As I noted before, we had an unwelcome influx of water in the storage area of the garage where our Stuff is waiting. We think we’ve identified the source, and we’ve taken care of the wet books. We’ve been sorting books into “Glasgow” and “Storage” categories, except that in the middle of the night I realized that we have already assigned just about as many books to “Glasgow” as I had in my Seabury office, and we don’t know how big the office will be, and there is approxiamtely zero room for books in the flat. Ergo, we will probably have to perform another sorting of the books into the categories “Essential” and “Manageable-without.”
 
This brings to the fore a very prominent aspect of the digital transition in publishing: while “nothing can replace the tangible, sensuous qualities of a book,” there’s a physical limit to the quantity of books that most people can (or should) take on. I have hardly bought any books at all for several years, and we’ve had to cut our library by a third already (and quite possibly more when Margaret moves to Glasgow next year). Print publishers have effectively eliminated me as a customer, because I can’t carry their products around any more. Contrariwise, if I could buy good, usable electronic versions of the books on my list, my eligibility as a consumer would know no practical limits (storage being elastic if not yet infinite).
 
It appears to me that the non-digitally-hip print publishers operate on the assumption that their customers will have functionally unlimited storage space, an assumption that places severe limits on their market.

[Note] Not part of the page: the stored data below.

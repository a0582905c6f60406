//! Gunner broadcast service (§4.7). Two cooperating UDP tasks sharing a
//! station registry: a 10 Hz transmitter that stays silent while idle, and a
//! receiver that decodes `GunnerStatus` reports and ages them out.

use std::collections::HashMap;
use std::sync::Arc;
use std::time::{Duration, Instant};

use c2_types::{Effector, EngagementState, FusionEvent, GunnerStatus, Priority, Track, TrackUpdate, TracksSnapshot};
use tokio::net::UdpSocket;
use tokio::sync::{broadcast, mpsc, watch, Mutex};
use tokio::time::{interval, timeout};
use tracing::{debug, info, warn};

use crate::config::GunnerConfig;

/// Everything the broadcast tasks need to read each tick, supplied by the
/// orchestration loop rather than owned here — the service only owns sockets
/// and the station registry.
pub struct SnapshotSource {
    pub engaged: watch::Receiver<EngagementState>,
    pub tracks: watch::Receiver<Vec<Track>>,
    pub radar_online: watch::Receiver<bool>,
    pub rf_online: watch::Receiver<bool>,
    pub ownship: watch::Receiver<Option<c2_types::OwnShip>>,
}

#[derive(Clone)]
pub struct StationRegistry {
    inner: Arc<Mutex<HashMap<String, GunnerStatus>>>,
}

impl StationRegistry {
    fn new() -> Self {
        Self {
            inner: Arc::new(Mutex::new(HashMap::new())),
        }
    }

    pub async fn snapshot(&self) -> Vec<GunnerStatus> {
        self.inner.lock().await.values().cloned().collect()
    }
}

pub struct BroadcastHandle {
    pub registry: StationRegistry,
    pub disengage_rx: mpsc::UnboundedReceiver<()>,
}

pub fn spawn(
    config: GunnerConfig,
    broadcast_tick_hz: f64,
    source: SnapshotSource,
    events_tx: broadcast::Sender<FusionEvent>,
) -> BroadcastHandle {
    let registry = StationRegistry::new();
    let (disengage_tx, disengage_rx) = mpsc::unbounded_channel();

    tokio::spawn(transmit_task(config.clone(), broadcast_tick_hz, source, disengage_tx));
    tokio::spawn(receive_task(config, registry.clone(), events_tx));

    BroadcastHandle { registry, disengage_rx }
}

async fn transmit_task(config: GunnerConfig, tick_hz: f64, mut source: SnapshotSource, disengage_tx: mpsc::UnboundedSender<()>) {
    let socket = match UdpSocket::bind("0.0.0.0:0").await {
        Ok(s) => s,
        Err(e) => {
            warn!(target: "c2_core::broadcast", "failed to bind tx socket: {e}");
            return;
        }
    };
    if let Err(e) = socket.set_broadcast(true) {
        warn!(target: "c2_core::broadcast", "failed to enable broadcast: {e}");
        return;
    }
    let dest = format!("{}:{}", config.broadcast_addr, config.track_port);

    let period = Duration::from_secs_f64(1.0 / tick_hz);
    let mut ticker = interval(period);

    loop {
        ticker.tick().await;

        let EngagementState::Engaged { track_id, .. } = *source.engaged.borrow() else {
            continue;
        };

        let Some(track) = source.tracks.borrow().iter().find(|t| t.id == track_id).cloned() else {
            let _ = disengage_tx.send(());
            continue;
        };

        let snapshot = build_snapshot(&track, &source);
        match serde_json::to_vec(&snapshot) {
            Ok(bytes) => {
                if let Err(e) = socket.send_to(&bytes, &dest).await {
                    warn!(target: "c2_core::broadcast", "send failed: {e}");
                }
            }
            Err(e) => warn!(target: "c2_core::broadcast", "serialize failed: {e}"),
        }
    }
}

fn build_snapshot(track: &Track, source: &SnapshotSource) -> TracksSnapshot {
    let now = Instant::now();
    let timestamp_ns = system_time_ns();
    let speed_mps = track.velocity_mps.map(|v| (v[0] * v[0] + v[1] * v[1] + v[2] * v[2]).sqrt()).unwrap_or(0.0);
    let heading_deg = track
        .velocity_mps
        .map(|v| v[1].atan2(v[0]).to_degrees().rem_euclid(360.0))
        .unwrap_or(0.0);
    let range_m = track.range_m.unwrap_or(0.0);
    let (effector, reason) = Effector::recommend(range_m);

    let update = TrackUpdate {
        track_id: track.id,
        azimuth_deg: track.azimuth_deg,
        elevation_deg: track.elevation_deg,
        range_m,
        velocity_x_mps: track.velocity_mps.map(|v| v[0]).unwrap_or(0.0),
        velocity_y_mps: track.velocity_mps.map(|v| v[1]).unwrap_or(0.0),
        velocity_z_mps: track.velocity_mps.map(|v| v[2]).unwrap_or(0.0),
        speed_mps,
        heading_deg,
        track_type: format!("{:?}", track.track_type).to_uppercase(),
        confidence: track.confidence,
        source: format!("{:?}", track.source).to_uppercase(),
        track_age_sec: track.age_secs(now),
        num_updates: track.num_updates,
        priority: Priority::from_score(track.threat_score),
        recommended_effector: effector,
        recommendation_reason: reason.to_string(),
        aircraft_model: track.rf_intel.as_ref().and_then(|i| i.aircraft_model.clone()),
        pilot_latitude: track.rf_intel.as_ref().and_then(|i| i.pilot_lat),
        pilot_longitude: track.rf_intel.as_ref().and_then(|i| i.pilot_lon),
        timestamp_ns,
    };

    let ownship = *source.ownship.borrow();
    TracksSnapshot {
        tracks: vec![update],
        radar_online: *source.radar_online.borrow(),
        rf_online: *source.rf_online.borrow(),
        total_tracks: 1,
        ownship_lat: ownship.map(|o| o.latitude).unwrap_or(0.0),
        ownship_lon: ownship.map(|o| o.longitude).unwrap_or(0.0),
        ownship_heading: ownship.map(|o| o.true_heading_deg).unwrap_or(0.0),
        timestamp_ns,
    }
}

async fn receive_task(config: GunnerConfig, registry: StationRegistry, events_tx: broadcast::Sender<FusionEvent>) {
    let addr = format!("0.0.0.0:{}", config.status_port);
    let socket = match UdpSocket::bind(&addr).await {
        Ok(s) => s,
        Err(e) => {
            warn!(target: "c2_core::broadcast", "failed to bind rx socket {addr}: {e}");
            return;
        }
    };
    info!(target: "c2_core::broadcast", "gunner status receiver listening on {addr}");

    let mut buf = vec![0u8; 4096];
    let mut sweep = interval(Duration::from_secs(1));

    loop {
        tokio::select! {
            biased;

            _ = sweep.tick() => {
                sweep_stale(&registry, config.stale_secs, &events_tx).await;
            }

            recv = timeout(Duration::from_secs(1), socket.recv_from(&mut buf)) => {
                match recv {
                    Ok(Ok((len, src))) => {
                        process_status(&buf[..len], src, &registry, &events_tx).await;
                    }
                    Ok(Err(e)) => warn!(target: "c2_core::broadcast", "rx error: {e}"),
                    Err(_) => {} // 1 s idle timeout, loop back to the sweep check
                }
            }
        }
    }
}

async fn process_status(
    data: &[u8],
    src: std::net::SocketAddr,
    registry: &StationRegistry,
    events_tx: &broadcast::Sender<FusionEvent>,
) {
    let mut status: GunnerStatus = match serde_json::from_slice(data) {
        Ok(s) => s,
        Err(e) => {
            debug!(target: "c2_core::broadcast", "malformed status from {src}: {e}");
            return;
        }
    };
    status.last_seen = Some(Instant::now());

    let mut registry = registry.inner.lock().await;
    let is_new = !registry.contains_key(&status.station_id);
    let station_id = status.station_id.clone();
    registry.insert(station_id.clone(), status);
    drop(registry);

    if is_new {
        info!(target: "c2_core::broadcast", station_id, "gunner station registered");
        let _ = events_tx.send(FusionEvent::StationRegistered { station_id });
    }
}

async fn sweep_stale(registry: &StationRegistry, stale_secs: f64, events_tx: &broadcast::Sender<FusionEvent>) {
    let mut registry = registry.inner.lock().await;
    let stale: Vec<String> = registry
        .iter()
        .filter(|(_, s)| s.last_seen.map(|t| t.elapsed().as_secs_f64() > stale_secs).unwrap_or(false))
        .map(|(id, _)| id.clone())
        .collect();
    for id in &stale {
        registry.remove(id);
    }
    drop(registry);

    for station_id in stale {
        info!(target: "c2_core::broadcast", station_id, "gunner station pruned (stale)");
        let _ = events_tx.send(FusionEvent::StationPruned { station_id });
    }
}

fn system_time_ns() -> u64 {
    std::time::SystemTime::now()
        .duration_since(std::time::UNIX_EPOCH)
        .map(|d| d.as_nanos() as u64)
        .unwrap_or(0)
}

#[cfg(test)]
mod tests {
    use super::*;

    fn sample_status(station_id: &str) -> GunnerStatus {
        GunnerStatus {
            station_id: station_id.to_string(),
            cued_track_id: -1,
            visual_lock: false,
            ready_to_fire: false,
            rws_azimuth_deg: 0.0,
            rws_elevation_deg: 0.0,
            selected_weapon: "CRx-40".to_string(),
            rounds_remaining: 100,
            weapon_armed: false,
            operator_id: "op-1".to_string(),
            timestamp_ns: 0,
            last_seen: None,
        }
    }

    #[tokio::test]
    async fn first_report_registers_station_and_emits_event() {
        let registry = StationRegistry::new();
        let (events_tx, mut events_rx) = broadcast::channel(16);
        let bytes = serde_json::to_vec(&sample_status("gun-1")).unwrap();
        let src: std::net::SocketAddr = "127.0.0.1:9000".parse().unwrap();

        process_status(&bytes, src, &registry, &events_tx).await;

        let stations = registry.snapshot().await;
        assert_eq!(stations.len(), 1);
        assert_eq!(stations[0].station_id, "gun-1");
        assert!(matches!(events_rx.try_recv(), Ok(FusionEvent::StationRegistered { station_id }) if station_id == "gun-1"));
    }

    #[tokio::test]
    async fn stale_station_is_pruned_and_emits_event() {
        let registry = StationRegistry::new();
        let (events_tx, mut events_rx) = broadcast::channel(16);
        let bytes = serde_json::to_vec(&sample_status("gun-2")).unwrap();
        let src: std::net::SocketAddr = "127.0.0.1:9000".parse().unwrap();
        process_status(&bytes, src, &registry, &events_tx).await;
        let _ = events_rx.try_recv();

        // Backdate last_seen so the sweep treats it as stale without sleeping.
        {
            let mut inner = registry.inner.lock().await;
            let s = inner.get_mut("gun-2").unwrap();
            s.last_seen = Some(Instant::now() - Duration::from_secs(30));
        }

        sweep_stale(&registry, 10.0, &events_tx).await;

        assert!(registry.snapshot().await.is_empty());
        assert!(matches!(events_rx.try_recv(), Ok(FusionEvent::StationPruned { station_id }) if station_id == "gun-2"));
    }

    #[tokio::test]
    async fn malformed_payload_is_ignored() {
        let registry = StationRegistry::new();
        let (events_tx, _events_rx) = broadcast::channel(16);
        let src: std::net::SocketAddr = "127.0.0.1:9000".parse().unwrap();

        process_status(b"not json", src, &registry, &events_tx).await;

        assert!(registry.snapshot().await.is_empty());
    }
}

Even among academics and book-reliant professionals, more and more have to deal with smaller living space and greater mobility — both circumstances militating against the expansive acquisition of published works. Imagine, though, the possibility that a reasonably-priced edition of a big, fat book were available in a PDF-like format, with no DRM restrictions; while some copies would absolutely certainly be shared illegally, the number of viable customers would also increase markedly.
 
I expect that publishers even in the digital dimension will try to perpetuate the limitations that define physical-dimension publishing — alas, in so doing, they defer the arrival of a vigorous digital marketplace (that will overtake us all willy-nilly) and exchange long-term pounds for short-term pence.
 
(These observations apply generally as well to some of the projects described in IHE’s article on “Digital — and Financially Viable” ventures. The Stanford Encyclopedia seems to be on a sounder track, and TLG on a path calculated to keep would-be classicists at an arm’s length.)